A celebrated French bestseller, this novel in verse that captures the
mundane and the beautiful, the blood and sweat, of working on the
factory floor in the processing plants and abattoirs of Brittany.
Unable to find work in his field, Joseph Ponthus enlists with a temp
agency and starts to pick up casual shifts in the fish processing plants
and abattoirs of Brittany. Day after day he records with infinite
precision the nature of work on the production line: the noise, the
weariness, the dreams stolen by the repetitive nature of exhausting
rituals and physical suffering. But he finds solace in a life previously
lived.
Shelling prawns, he dreams of Alexandre Dumas. Pushing cattle carcasses,
he recalls Apollinaire.

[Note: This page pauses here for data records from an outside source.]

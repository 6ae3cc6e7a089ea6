use std::path::PathBuf;

use clap::Args;
use vmdisk::TerminaVmImportOperation;

use super::{drive, open_input};
use crate::cli::VmArgs;

#[derive(Args, Debug)]
pub struct ImportGuestArgs {
    #[command(flatten)]
    pub vm: VmArgs,

    /// Container produced by export-guest (zstd) or a ZIP archive
    pub source: PathBuf,

    /// Path of the restored disk image
    #[arg(short, long)]
    pub dest: PathBuf,
}

pub async fn execute(
    args: ImportGuestArgs,
    global: &crate::cli::GlobalFlags,
) -> anyhow::Result<()> {
    let options = global.load_options()?;
    let source = open_input(&args.source)?;

    let op = TerminaVmImportOperation::create(args.vm.vm_id(), source, args.dest, &options);
    drive(op, global).await
}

And, in the grace of the blank spaces created by
his insistent return to a new line of text - mirroring his continued
return to the production line - we discover the woman he loves, the
happiness of a Sunday, Pok Pok the dog, the smell of the sea.
In this celebrated French bestseller, translated by Stephanie Smee,
Ponthus captures the mundane, the beautiful and the strange, writing
with an elegance and humor that sit in poignant contrast with the blood
and sweat of the factory floor. On the Line is a poet's ode to manual
labor, and to the human spirit that makes it bearable.